M. le président. La parole est à M. le président de la commission.
M. Jean-Pierre Sueur, président de la commission des lois constitutionnelles, de législation, du suffrage universel, du règlement et d'administration générale. Madame la garde des sceaux, il vous aura fallu beaucoup de ténacité, de courage, d’obstination et de volonté pour parvenir à ce 17 juillet, à ce jour où, nous l’espérons, sera votée cette réforme pénale que, malgré les critiques, les caricatures, les insultes, vous avez menée avec beaucoup de force et, également, un sens du dialogue et de l’écoute digne d’être souligné.
Il est rare, voire, me semble-t-il, sans précédent, qu’un texte de loi de cette importance soit précédé d’une concertation longue de dix-huit mois.
Il y a d’abord eu un groupe de travail présidé par Mme Nicole Maestracci, puis cette grande conférence de consensus au cours de laquelle tous les professionnels de la justice – magistrats, avocats, greffiers –, ainsi que les représentants de l’administration pénitentiaire, de la police et de la gendarmerie se sont exprimés. Toutes celles et tous ceux qui ont participé à ces deux jours de rencontre en ont été marqués ! Les détenus ont également été entendus, tout comme, bien sûr, les victimes. Enfin, un grand débat national, organisé au siège de l’UNESCO, a permis d’aborder diverses questions : le sens de la justice, son but, son efficacité, les attentes de nos concitoyens à cet égard…
C’est donc au travers de ce parcours tout à fait remarquable et sans précédent, je le redis, que ce texte de loi a été préparé.
Vous comprendrez, mes chers collègues, que je tienne également à rendre hommage à mon collègue et ami Jean-Pierre Michel.

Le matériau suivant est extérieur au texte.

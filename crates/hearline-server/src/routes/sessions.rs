use std::io::Write;
use std::sync::Arc;

use axum::{
    extract::{Multipart, Path, State},
    http::StatusCode,
    response::Json as JsonResponse,
};
use serde::Serialize;
use serde_json::{json, Value};
use tracing::{error, info};

use hearline_audio::{ScribeClient, TranscriptionBackend};
use hearline_core::summarize::SessionSummarizer;
use hearline_core::TranscriptSegment;

use crate::batch::{process_audio_file, unique_speakers};
use crate::registry::BatchState;
use crate::server::AppState;

type ApiError = (StatusCode, JsonResponse<Value>);

fn bad_request(message: impl Into<String>) -> ApiError {
    (
        StatusCode::BAD_REQUEST,
        JsonResponse(json!({"error": message.into()})),
    )
}

fn not_found() -> ApiError {
    (
        StatusCode::NOT_FOUND,
        JsonResponse(json!({"error": "session not found"})),
    )
}

#[derive(Serialize)]
pub(crate) struct TranscribeResponse {
    session_id: String,
    segments: Vec<TranscriptSegment>,
    #[serde(skip_serializing_if = "Option::is_none")]
    summary: Option<Value>,
    duration: f64,
    speakers_detected: usize,
}

struct Upload {
    file: Option<Vec<u8>>,
    chunk_duration: Option<f64>,
    num_speakers: Option<u32>,
    generate_summary: bool,
    api_key: Option<String>,
}

async fn read_upload(mut multipart: Multipart) -> Result<Upload, ApiError> {
    let mut upload = Upload {
        file: None,
        chunk_duration: None,
        num_speakers: None,
        generate_summary: true,
        api_key: None,
    };

    while let Some(field) = multipart
        .next_field()
        .await
        .map_err(|e| bad_request(format!("invalid multipart body: {e}")))?
    {
        let name = field.name().unwrap_or_default().to_string();
        match name.as_str() {
            "file" => {
                let bytes = field
                    .bytes()
                    .await
                    .map_err(|e| bad_request(format!("failed to read upload: {e}")))?;
                upload.file = Some(bytes.to_vec());
            }
            "chunk_duration" => {
                if let Ok(text) = field.text().await {
                    upload.chunk_duration = text.parse().ok();
                }
            }
            "num_speakers" => {
                if let Ok(text) = field.text().await {
                    upload.num_speakers = text.parse().ok();
                }
            }
            "generate_summary" => {
                if let Ok(text) = field.text().await {
                    upload.generate_summary = text.to_lowercase() != "false";
                }
            }
            "api_key" => {
                if let Ok(text) = field.text().await {
                    if !text.is_empty() {
                        upload.api_key = Some(text);
                    }
                }
            }
            _ => {}
        }
    }

    Ok(upload)
}

/// A per-request key overrides the configured backend, matching the form
/// contract; otherwise the server-wide client is used.
fn resolve_backend(
    state: &AppState,
    api_key: Option<&str>,
) -> Result<Arc<dyn TranscriptionBackend>, ApiError> {
    if let Some(key) = api_key {
        let client = ScribeClient::new(key).map_err(|e| bad_request(e.to_string()))?;
        return Ok(Arc::new(client));
    }
    state.transcriber.clone().ok_or_else(|| {
        bad_request("ELEVEN_API_KEY required (set it in the environment or pass api_key)")
    })
}

fn stage_upload(bytes: &[u8]) -> Result<tempfile::NamedTempFile, ApiError> {
    let mut staged = tempfile::NamedTempFile::new().map_err(|e| {
        (
            StatusCode::INTERNAL_SERVER_ERROR,
            JsonResponse(json!({"error": format!("failed to stage upload: {e}")})),
        )
    })?;
    staged.write_all(bytes).map_err(|e| {
        (
            StatusCode::INTERNAL_SERVER_ERROR,
            JsonResponse(json!({"error": format!("failed to stage upload: {e}")})),
        )
    })?;
    Ok(staged)
}

async fn build_summary(state: &AppState, segments: &[TranscriptSegment]) -> Value {
    let mut summarizer = SessionSummarizer::new(state.summarizer.clone());
    for segment in segments {
        summarizer.add_segment(segment);
    }
    let mut summary = serde_json::Map::new();
    for (key, text) in summarizer.generate_summary().await {
        summary.insert(key, Value::String(text));
    }
    summary.insert(
        "stats".to_string(),
        serde_json::to_value(summarizer.stats()).unwrap_or(Value::Null),
    );
    Value::Object(summary)
}

/// Synchronous transcription of an uploaded audio file with speaker
/// diarization. The staged upload is removed on success and on every error
/// path alike.
pub(crate) async fn transcribe_file(
    State(state): State<Arc<AppState>>,
    multipart: Multipart,
) -> Result<JsonResponse<TranscribeResponse>, ApiError> {
    let upload = read_upload(multipart).await?;
    let bytes = upload.file.as_deref().ok_or_else(|| bad_request("file field is required"))?;
    let backend = resolve_backend(&state, upload.api_key.as_deref())?;

    let session_id = state.registry.new_session_id();
    let staged = stage_upload(bytes)?;

    let segments = process_audio_file(
        staged.path(),
        backend,
        state.config.sample_rate,
        state.config.capture_block_ms,
        upload.chunk_duration.unwrap_or(state.config.chunk_duration_secs),
        upload.num_speakers.unwrap_or(state.config.num_speakers),
    )
    .await
    .map_err(|e| {
        error!("transcription of upload failed: {e:#}");
        (
            StatusCode::INTERNAL_SERVER_ERROR,
            JsonResponse(json!({"error": e.to_string()})),
        )
    })?;

    let summary = if upload.generate_summary && !segments.is_empty() {
        Some(build_summary(&state, &segments).await)
    } else {
        None
    };

    let duration = segments.iter().map(|s| s.end_time).fold(0.0, f64::max);
    let speakers = unique_speakers(&segments);

    info!(
        "transcribed upload {}: {} segments, {} speakers",
        session_id,
        segments.len(),
        speakers.len()
    );

    Ok(JsonResponse(TranscribeResponse {
        session_id,
        segments,
        summary,
        duration,
        speakers_detected: speakers.len(),
    }))
}

/// Asynchronous transcription: returns a session id immediately and
/// processes in the background; poll `/session/{id}` for progress.
pub(crate) async fn transcribe_stream(
    State(state): State<Arc<AppState>>,
    multipart: Multipart,
) -> Result<JsonResponse<Value>, ApiError> {
    let upload = read_upload(multipart).await?;
    let bytes = upload.file.as_deref().ok_or_else(|| bad_request("file field is required"))?;
    let backend = resolve_backend(&state, upload.api_key.as_deref())?;

    let session_id = state.registry.new_session_id();
    let staged = stage_upload(bytes)?;
    let staged_path = staged.into_temp_path();

    state.registry.insert_batch(&session_id);

    let registry = state.registry.clone();
    let config = state.config.clone();
    let chunk_duration = upload.chunk_duration.unwrap_or(config.chunk_duration_secs);
    let num_speakers = upload.num_speakers.unwrap_or(config.num_speakers);
    let task_session_id = session_id.clone();

    tokio::spawn(async move {
        let result = process_audio_file(
            &staged_path,
            backend,
            config.sample_rate,
            config.capture_block_ms,
            chunk_duration,
            num_speakers,
        )
        .await;

        match result {
            Ok(segments) => {
                let speakers = unique_speakers(&segments);
                registry.complete_batch(&task_session_id, segments, speakers);
            }
            Err(e) => {
                error!("background transcription {task_session_id} failed: {e:#}");
                registry.fail_batch(&task_session_id, e.to_string());
            }
        }
        // staged upload removed here regardless of outcome
        drop(staged_path);
    });

    Ok(JsonResponse(json!({
        "session_id": session_id,
        "status": "processing",
        "check_status": format!("/session/{session_id}"),
        "get_transcript": format!("/session/{session_id}/transcript"),
    })))
}

pub(crate) async fn get_session(
    State(state): State<Arc<AppState>>,
    Path(session_id): Path<String>,
) -> Result<JsonResponse<Value>, ApiError> {
    let session = state.registry.get_batch(&session_id).ok_or_else(not_found)?;
    Ok(JsonResponse(json!({
        "session_id": session_id,
        "status": session.state,
        "created_at": session.created_at,
        "segments_count": session.segments.len(),
        "speakers": session.speakers,
    })))
}

/// The transcript is only available once processing finished: a session that
/// is still running reports 425, distinct from 404 for an unknown id.
pub(crate) async fn get_session_transcript(
    State(state): State<Arc<AppState>>,
    Path(session_id): Path<String>,
) -> Result<JsonResponse<Value>, ApiError> {
    let session = state.registry.get_batch(&session_id).ok_or_else(not_found)?;

    if session.state == BatchState::Processing {
        return Err((
            StatusCode::TOO_EARLY,
            JsonResponse(json!({"error": "session still processing, check back later"})),
        ));
    }

    Ok(JsonResponse(json!({
        "session_id": session_id,
        "status": session.state,
        "segments": session.segments,
        "speakers": session.speakers,
        "error": session.error,
    })))
}

pub(crate) async fn delete_session(
    State(state): State<Arc<AppState>>,
    Path(session_id): Path<String>,
) -> Result<JsonResponse<Value>, ApiError> {
    if !state.registry.remove_batch(&session_id) {
        return Err(not_found());
    }
    Ok(JsonResponse(json!({
        "message": "session deleted",
        "session_id": session_id,
    })))
}

pub(crate) async fn list_sessions(
    State(state): State<Arc<AppState>>,
) -> JsonResponse<Value> {
    let sessions: Vec<Value> = state
        .registry
        .list_batch()
        .into_iter()
        .map(|(id, session)| {
            json!({
                "session_id": id,
                "status": session.state,
                "created_at": session.created_at,
                "segments_count": session.segments.len(),
            })
        })
        .collect();

    JsonResponse(json!({
        "total": sessions.len(),
        "sessions": sessions,
    }))
}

Je lisais ces jours derniers un nombre conséquent d’articles sur ce très vieux thème – cette littérature, vous le savez, est ancienne comme le Sénat – de l’utilité de la Haute Assemblée. Celle-ci joue un rôle éminemment important car, sans bicamérisme, il n’y a pas d’écriture de la loi : ni la navette ni ce travail collectif par lequel, progressivement, mot après mot, phrase après phrase, la loi s’élabore ne sont possibles !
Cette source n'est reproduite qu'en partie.